Pernyataan ini selanjutnya dijadikan dasar oleh syiah bahwa Ali telah diangkat sebagai Khalifah di Khum. Namun para penduduk madinah tidak amanah, dan mengkhianati pesan Nabi shallallahu ‘alaihi wa sallam di Khum. Sehingga yang ditunjuk sebagai khalifah sepeninggal Nabi shallallahu ‘alaihi wa sallam bukan Ali tapi Abu Bakr.
Ada beberapa catatan untuk menyatakan bahwa kesimpulan syiah tentang hadis ghadir khum adalah kesimpulan yang ngawur,
Pertama, Catatan Sisi Geografis
Bagi syiah, masalah kepemimpinan
merupakan masalah paling penting. Sampai mereka berani mengkafirkan Abu
Bakr, Umar, Utsman, dan beberapa sahabat lainnya, sebabnya kembali pada
masalah kepemimpinan.
Karena ini masalah sangat penting, seharusnya Nabi shallallahu ’alaihi wa sallam akan menyampaikannya kepada seluruh umat manusia, sebelum beliau meninggal. Bagi Syiah, di Ghadir Khum, Nabi shallallahu ’alaihi wa sallam
menyampaikan khutbah tentang Ali, dengan maksud kekhalifahan, yang
berarti Rasulullah menginginkan agar Ali menjadi khalifah sepeninggal
beliau.
Sanggahan Untuk Syiah
Jika kepemimpinan Ali adalah satu hal yang sangat penting sekali, bukankah seharusnya Rasulullah shallallahu ‘alaihi wa sallam
menyampaikan pesan ini kepada seluruh jamaah haji ketika di arafah?
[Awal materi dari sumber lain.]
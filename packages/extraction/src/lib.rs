//! Schema-Driven Text-to-Table Extraction Library
//!
//! Turns page text and a list of field names into a table of records by
//! delegating to an interchangeable LLM backend. Text longer than the
//! backend's input budget is cut into token-bounded chunks, each chunk is
//! extracted on its own, and the results are merged back together.
//!
//! # Design Philosophy
//!
//! - The caller's field list is the schema: one string column per field
//! - Backends are not trusted to return valid JSON
//! - A failed chunk costs its rows, never the run
//! - "No data found" is an empty table, not an error
//!
//! # Usage
//!
//! ```rust,ignore
//! use extraction::{BackendConfig, BackendKind, ExtractionConfig, Extractor};
//!
//! let backends = BackendConfig::from_env()?;
//! let extractor = Extractor::from_config(&backends, BackendKind::GeminiFlash, ExtractionConfig::default())?;
//!
//! let result = extractor.extract(&markdown, ["title", "price", "location"]).await?;
//! result.table.save_csv("listings.csv")?;
//! ```
//!
//! # Modules
//!
//! - [`traits`] - Core trait abstractions (backends, tokenizer, fetcher)
//! - [`types`] - Field specs, schemas, tables and run configuration
//! - [`pipeline`] - Chunking, orchestration and merging
//! - [`backends`] - OpenAI and Gemini adapters plus their configuration
//! - [`ingestors`] - HTTP fetcher and HTML normalizer
//! - [`security`] - Credential handling
//! - [`testing`] - Mock implementations for testing

pub mod backends;
pub mod error;
pub mod ingestors;
pub mod pipeline;
pub mod security;
pub mod testing;
pub mod traits;
pub mod types;

// Re-export core types at crate root
pub use error::{BackendError, ExtractionError, FetchError, Result};
pub use traits::{
    backend::{FreeTextGenerator, SchemaGenerator},
    fetcher::{Normalizer, PageFetcher},
    tokenizer::{Token, Tokenizer},
};
pub use types::{
    config::{ExtractionConfig, DEFAULT_CALL_TIMEOUT, DEFAULT_MAX_TOKENS_PER_CHUNK},
    schema::{build_schema, CollectionSchema, FieldDescriptor, FieldSpec, FieldType, RecordSchema, LISTINGS_KEY},
    table::{timestamped_file_name, ExtractionTable},
};

// Re-export backends
pub use backends::{Backend, BackendConfig, BackendKind};

// Re-export pipeline components
pub use pipeline::{
    // Chunking
    chunk_text, BpeTokenizer, Chunk, TokenChunker,
    // Orchestration
    extract_chunks, format_extract_prompt, BackendResponse, SYSTEM_MESSAGE,
    // Merging
    merge, merge_responses, ChunkFailure, MergeStats,
    // Entry points
    ExtractionReport, ExtractionResult, Extractor, Scraper,
};

// Re-export ingestors
pub use ingestors::{HttpFetcher, MarkdownNormalizer};

// Re-export testing utilities
pub use testing::{CharTokenizer, MockBackend, MockFetcher, MockReply};
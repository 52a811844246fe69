//! HTML to markdown normalizer built on `htmd`.

use std::sync::LazyLock;

use htmd::{Element, HtmlToMarkdown};
use regex::Regex;
use scraper::Html;
use tracing::warn;

use crate::traits::fetcher::Normalizer;

const SKIPPED_TAGS: [&str; 4] = ["script", "style", "noscript", "head"];

static LIST_MARKER: LazyLock<Regex> =
    LazyLock::new(|| Regex::new(r"(?m)^([ \t]*)[*+-][ \t]+").unwrap());
static TRAILING_SPACE: LazyLock<Regex> = LazyLock::new(|| Regex::new(r"[ \t]+\n").unwrap());
static MULTI_NEWLINE: LazyLock<Regex> = LazyLock::new(|| Regex::new(r"\n{3,}").unwrap());

/// Converts page markup to readable markdown.
///
/// Scripts, styles, `noscript` and `head` are dropped. Links keep their text
/// and lose their target. Headings use `#`, bullets use `-`, table rows become
/// `| cell | cell |` lines.
#[derive(Debug, Clone, Copy, Default)]
pub struct MarkdownNormalizer;

impl MarkdownNormalizer {
    pub fn new() -> Self {
        Self
    }

    fn converter() -> HtmlToMarkdown {
        HtmlToMarkdown::builder()
            .skip_tags(SKIPPED_TAGS.to_vec())
            .add_handler(vec!["a"], |el: Element| Some(el.content.to_string()))
            .add_handler(vec!["h1", "h2", "h3", "h4", "h5", "h6"], |el: Element| {
                let level: usize = el.tag[1..].parse().unwrap_or(1);
                Some(format!("\n\n{} {}\n\n", "#".repeat(level), el.content.trim()))
            })
            .add_handler(vec!["td", "th"], |el: Element| {
                Some(format!(" {} |", el.content.trim()))
            })
            .add_handler(vec!["tr"], |el: Element| {
                Some(format!("\n|{}\n", el.content.trim_end()))
            })
            .add_handler(vec!["thead", "tbody", "tfoot"], |el: Element| {
                Some(el.content.to_string())
            })
            .add_handler(vec!["table"], |el: Element| {
                Some(format!("\n\n{}\n\n", el.content.trim()))
            })
            .build()
    }
}

impl Normalizer for MarkdownNormalizer {
    fn normalize(&self, markup: &str) -> String {
        let markdown = Self::converter().convert(markup).unwrap_or_else(|e| {
            warn!(error = %e, "Markdown conversion failed, falling back to plain text");
            Html::parse_document(markup)
                .root_element()
                .text()
                .collect::<String>()
        });

        let text = markdown.replace('\u{a0}', " ");
        let text = LIST_MARKER.replace_all(&text, "$1- ");
        let text = TRAILING_SPACE.replace_all(&text, "\n");
        let text = MULTI_NEWLINE.replace_all(&text, "\n\n");

        text.trim().to_string()
    }
}
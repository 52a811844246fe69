//! Backend adapters.
//!
//! A run picks exactly one [`Backend`] up front and passes it down explicitly.
//! The variant decides how the prompt travels: free-text backends get the
//! fixed system instruction, schema-constrained backends get the collection
//! schema.

pub mod config;
pub mod gemini;
pub mod openai;

pub use config::BackendConfig;
pub use gemini::GeminiFlash;
pub use openai::{OpenAIChat, OpenAIStructured};

use std::fmt;
use std::str::FromStr;
use std::sync::Arc;

use serde::{Deserialize, Serialize};

use crate::error::{BackendResult, ExtractionError};
use crate::pipeline::prompts::SYSTEM_MESSAGE;
use crate::traits::backend::{FreeTextGenerator, SchemaGenerator};
use crate::types::schema::CollectionSchema;

/// Selectable backends.
#[derive(Debug, Clone, Copy, PartialEq, Eq, Hash, Serialize, Deserialize)]
pub enum BackendKind {
    /// OpenAI chat completions, free text
    #[serde(rename = "gpt-4")]
    Gpt4,

    /// OpenAI chat completions with a strict `json_schema` response format
    #[serde(rename = "gpt-4o")]
    Gpt4o,

    /// Gemini `generateContent` with a `responseSchema`
    #[serde(rename = "gemini-flash")]
    GeminiFlash,
}

impl BackendKind {
    pub const ALL: [BackendKind; 3] = [Self::Gpt4, Self::Gpt4o, Self::GeminiFlash];

    pub fn as_str(&self) -> &'static str {
        match self {
            Self::Gpt4 => "gpt-4",
            Self::Gpt4o => "gpt-4o",
            Self::GeminiFlash => "gemini-flash",
        }
    }

    /// Model sent to the provider unless overridden.
    pub fn default_model(&self) -> &'static str {
        match self {
            Self::Gpt4 => "gpt-4",
            Self::Gpt4o => "gpt-4o",
            Self::GeminiFlash => "gemini-1.5-flash",
        }
    }

    /// Environment variable that overrides the model.
    pub fn model_env_var(&self) -> &'static str {
        match self {
            Self::Gpt4 => "OPENAI_MODEL",
            Self::Gpt4o => "OPENAI_STRUCTURED_MODEL",
            Self::GeminiFlash => "GEMINI_MODEL",
        }
    }

    /// Environment variable holding the provider key.
    pub fn api_key_env_var(&self) -> &'static str {
        match self {
            Self::Gpt4 | Self::Gpt4o => "OPENAI_API_KEY",
            Self::GeminiFlash => "GEMINI_API_KEY",
        }
    }

    pub fn is_schema_constrained(&self) -> bool {
        !matches!(self, Self::Gpt4)
    }
}

impl fmt::Display for BackendKind {
    fn fmt(&self, f: &mut fmt::Formatter<'_>) -> fmt::Result {
        f.write_str(self.as_str())
    }
}

impl FromStr for BackendKind {
    type Err = ExtractionError;

    fn from_str(s: &str) -> Result<Self, Self::Err> {
        let wanted = s.trim();
        Self::ALL
            .into_iter()
            .find(|kind| kind.as_str().eq_ignore_ascii_case(wanted))
            .ok_or_else(|| {
                let known: Vec<&str> = Self::ALL.iter().map(|k| k.as_str()).collect();
                ExtractionError::Config(format!(
                    "unsupported backend '{}' (expected one of: {})",
                    wanted,
                    known.join(", ")
                ))
            })
    }
}

/// The backend selected for a run.
#[derive(Clone)]
pub enum Backend {
    FreeText(Arc<dyn FreeTextGenerator>),
    SchemaConstrained(Arc<dyn SchemaGenerator>),
}

impl Backend {
    /// Generate a response for one chunk prompt.
    pub async fn generate(&self, prompt: &str, schema: &CollectionSchema) -> BackendResult<String> {
        match self {
            Self::FreeText(backend) => backend.generate(prompt, SYSTEM_MESSAGE).await,
            Self::SchemaConstrained(backend) => backend.generate(prompt, schema).await,
        }
    }

    pub fn name(&self) -> &str {
        match self {
            Self::FreeText(backend) => backend.name(),
            Self::SchemaConstrained(backend) => backend.name(),
        }
    }

    pub fn is_schema_constrained(&self) -> bool {
        matches!(self, Self::SchemaConstrained(_))
    }
}

impl fmt::Debug for Backend {
    fn fmt(&self, f: &mut fmt::Formatter<'_>) -> fmt::Result {
        let variant = match self {
            Self::FreeText(_) => "FreeText",
            Self::SchemaConstrained(_) => "SchemaConstrained",
        };
        f.debug_tuple(variant).field(&self.name()).finish()
    }
}

#[cfg(test)]
mod tests {
    use super::*;
    use crate::testing::MockBackend;
    use crate::types::schema::{build_schema, FieldSpec};

    #[test]
    fn test_backend_kind_parse() {
        assert_eq!("gpt-4".parse::<BackendKind>().unwrap(), BackendKind::Gpt4);
        assert_eq!("GPT-4o".parse::<BackendKind>().unwrap(), BackendKind::Gpt4o);
        assert_eq!(
            " gemini-flash ".parse::<BackendKind>().unwrap(),
            BackendKind::GeminiFlash
        );

        let err = "claude".parse::<BackendKind>().unwrap_err();
        assert!(matches!(err, ExtractionError::Config(msg) if msg.contains("claude")));
    }

    #[test]
    fn test_backend_kind_display_round_trips() {
        for kind in BackendKind::ALL {
            assert_eq!(kind.to_string().parse::<BackendKind>().unwrap(), kind);
        }
    }

    #[tokio::test]
    async fn test_free_text_gets_system_instruction() {
        let mock = MockBackend::new().reply("ok");
        let (_, schema) = build_schema(&FieldSpec::new(["name"]).unwrap());

        let backend = mock.free_text();
        assert!(!backend.is_schema_constrained());
        assert_eq!(backend.generate("prompt", &schema).await.unwrap(), "ok");

        let calls = mock.calls();
        assert_eq!(calls[0].system_instruction.as_deref(), Some(SYSTEM_MESSAGE));
        assert!(calls[0].schema.is_none());
    }

    #[tokio::test]
    async fn test_schema_constrained_gets_schema() {
        let mock = MockBackend::new();
        let (_, schema) = build_schema(&FieldSpec::new(["name"]).unwrap());

        let backend = mock.schema_constrained();
        assert!(backend.is_schema_constrained());
        backend.generate("prompt", &schema).await.unwrap();

        assert_eq!(mock.calls()[0].schema, Some(schema.to_json_schema()));
    }
}
//! Pure OpenAI REST API client
//!
//! A clean, minimal client for the OpenAI chat completions API with no
//! domain-specific logic. Supports plain chat completions and structured
//! outputs constrained by a JSON schema.
//!
//! # Example
//!
//! ```rust,ignore
//! use openai_client::{OpenAIClient, ChatRequest, Message};
//!
//! let client = OpenAIClient::new(api_key).with_timeout(Duration::from_secs(60))?;
//!
//! let response = client.chat_completion(
//!     ChatRequest::new("gpt-4")
//!         .message(Message::system("You convert text to JSON."))
//!         .message(Message::user("Alice, 34, Oslo")),
//! ).await?;
//! ```

pub mod error;
pub mod types;

pub use error::{OpenAIError, Result};
pub use types::*;

use std::time::Duration;

use reqwest::{Client, StatusCode};
use serde::Serialize;
use tracing::{debug, warn};

const DEFAULT_BASE_URL: &str = "https://api.openai.com/v1";

/// Pure OpenAI API client.
#[derive(Clone)]
pub struct OpenAIClient {
    http_client: Client,
    api_key: String,
    base_url: String,
}

impl OpenAIClient {
    /// Create a new OpenAI client with the given API key.
    pub fn new(api_key: impl Into<String>) -> Self {
        Self {
            http_client: Client::new(),
            api_key: api_key.into(),
            base_url: DEFAULT_BASE_URL.to_string(),
        }
    }

    /// Set a custom base URL (for Azure, proxies, etc.).
    pub fn with_base_url(mut self, url: impl Into<String>) -> Self {
        self.base_url = url.into().trim_end_matches('/').to_string();
        self
    }

    /// Apply a deadline to every request made by this client.
    pub fn with_timeout(mut self, timeout: Duration) -> Result<Self> {
        self.http_client = Client::builder()
            .timeout(timeout)
            .build()
            .map_err(|e| OpenAIError::Config(format!("Failed to build HTTP client: {}", e)))?;
        Ok(self)
    }

    /// Get the base URL.
    pub fn base_url(&self) -> &str {
        &self.base_url
    }

    /// Chat completion.
    ///
    /// Send messages to the chat completion API and get a response.
    pub async fn chat_completion(&self, request: ChatRequest) -> Result<ChatResponse> {
        let start = std::time::Instant::now();

        let chat_response = self.post_chat(&request).await?;
        let usage = chat_response.usage.clone();
        let content = first_content(chat_response)?;

        debug!(
            model = %request.model,
            duration_ms = start.elapsed().as_millis(),
            total_tokens = usage.as_ref().map(|u| u.total_tokens),
            "OpenAI chat completion"
        );

        Ok(ChatResponse { content, usage })
    }

    /// Structured output with JSON schema.
    ///
    /// Uses OpenAI's `json_schema` response format for guaranteed valid JSON.
    pub async fn structured_output(&self, request: StructuredRequest) -> Result<String> {
        let start = std::time::Instant::now();

        let chat_response = self.post_chat(&request).await?;
        let content = first_content(chat_response)?;

        debug!(
            model = %request.model,
            duration_ms = start.elapsed().as_millis(),
            "OpenAI structured output"
        );

        Ok(content)
    }

    async fn post_chat<B: Serialize>(&self, body: &B) -> Result<ChatResponseRaw> {
        let response = self
            .http_client
            .post(format!("{}/chat/completions", self.base_url))
            .header("Authorization", format!("Bearer {}", self.api_key))
            .header("Content-Type", "application/json")
            .json(body)
            .send()
            .await
            .map_err(|e| {
                warn!(error = %e, "OpenAI request failed");
                OpenAIError::from(e)
            })?;

        let status = response.status();
        if !status.is_success() {
            let error_text = response.text().await.unwrap_or_default();
            let message = serde_json::from_str::<ApiErrorBody>(&error_text)
                .map(|b| b.error.message)
                .unwrap_or(error_text);
            warn!(status = %status, error = %message, "OpenAI API error");
            return Err(match status {
                StatusCode::UNAUTHORIZED | StatusCode::FORBIDDEN => OpenAIError::Auth(message),
                _ => OpenAIError::Api(format!("OpenAI API error ({}): {}", status, message)),
            });
        }

        response
            .json()
            .await
            .map_err(|e| {
                if e.is_timeout() {
                    OpenAIError::Timeout
                } else {
                    OpenAIError::Parse(e.to_string())
                }
            })
    }
}

fn first_content(response: ChatResponseRaw) -> Result<String> {
    let message = response
        .choices
        .into_iter()
        .next()
        .map(|c| c.message)
        .ok_or_else(|| OpenAIError::Api("No response from OpenAI".into()))?;

    match (message.content, message.refusal) {
        (Some(content), _) => Ok(content),
        (None, Some(refusal)) => Err(OpenAIError::Api(format!("Model refused: {}", refusal))),
        (None, None) => Err(OpenAIError::Api("Empty message content".into())),
    }
}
Karena ketika di Arafah, semua jamaah haji dari berbagai negeri
berkumpul. Tidak hanya penduduk madinah, tapi seluruh penjuru jazirah
arab. Sehingga apabila penduduk Madinah berkhianat, dan mereka lebih
memilih Abu Bakr sebagai khalifah, maka umat muslim yang lainnya dari
luar Madinah bisa menjadi saksi akan hal itu.
Sementara jarak lembah Khum
dengan Mekah sekitar 250 km. Dan jarak antara Mekah dan Madinah adalah
400 km. Artinya, beliau telah melakukan separuh perjalanan, lebih dekat
dengan kota Madinah. Sehingga bisa dipastikan, jamaah haji dari Mekah,
atau pelosok daerah lainnya, tidak mengetahui kejadian di ghadir khum.
Sebagaian tokoh Syiah menyanggah, bahwa ketika itu (di hari Arafah) Nabi shallallahu ‘alaihi wa sallam
takut menyampaikan masalah khilafah ini kepada seluruh jamaah haji.
Beliau takut sabdanya ditolak, dan beliau takut pada jamaah haji yang
jumlahnya ribuan, sehingga tidak beliau sampaikan, dan hanya
menyampaikannya kepada penduduk Madinah.
Anda yang mendengar, tentu akan berkomentar, Pantaskah seorang Nabi takut pada para sahabat?
Kedua, Catatan Sisi Moral
Mereka yang mendengar khutbah Nabi shallallahu ‘alaihi wa sallam
ketika di Khum adalah masyarakat Madinah. Sehingga pesan ini didengar
oleh Abu Bakr, Umar, Utsman, Ali sendiri, dan para sahabat senior
lainnya.
Menurut syiah, ada dua kemungkinan mengapa Ali bin Abi Thalib tidak
diangkat sebagai khalifah pertama oleh para penduduk Madinah, (1) Para
sahabat tidak paham dengan pesan Nabi shallallahu ‘alaihi wa sallam
dalam khutbah tersebut. (2) Para sahabat berkhianat terhadap pesan
tersebut, sehingga mereka tidak mengangkat Ali sebagai khalifah pertama.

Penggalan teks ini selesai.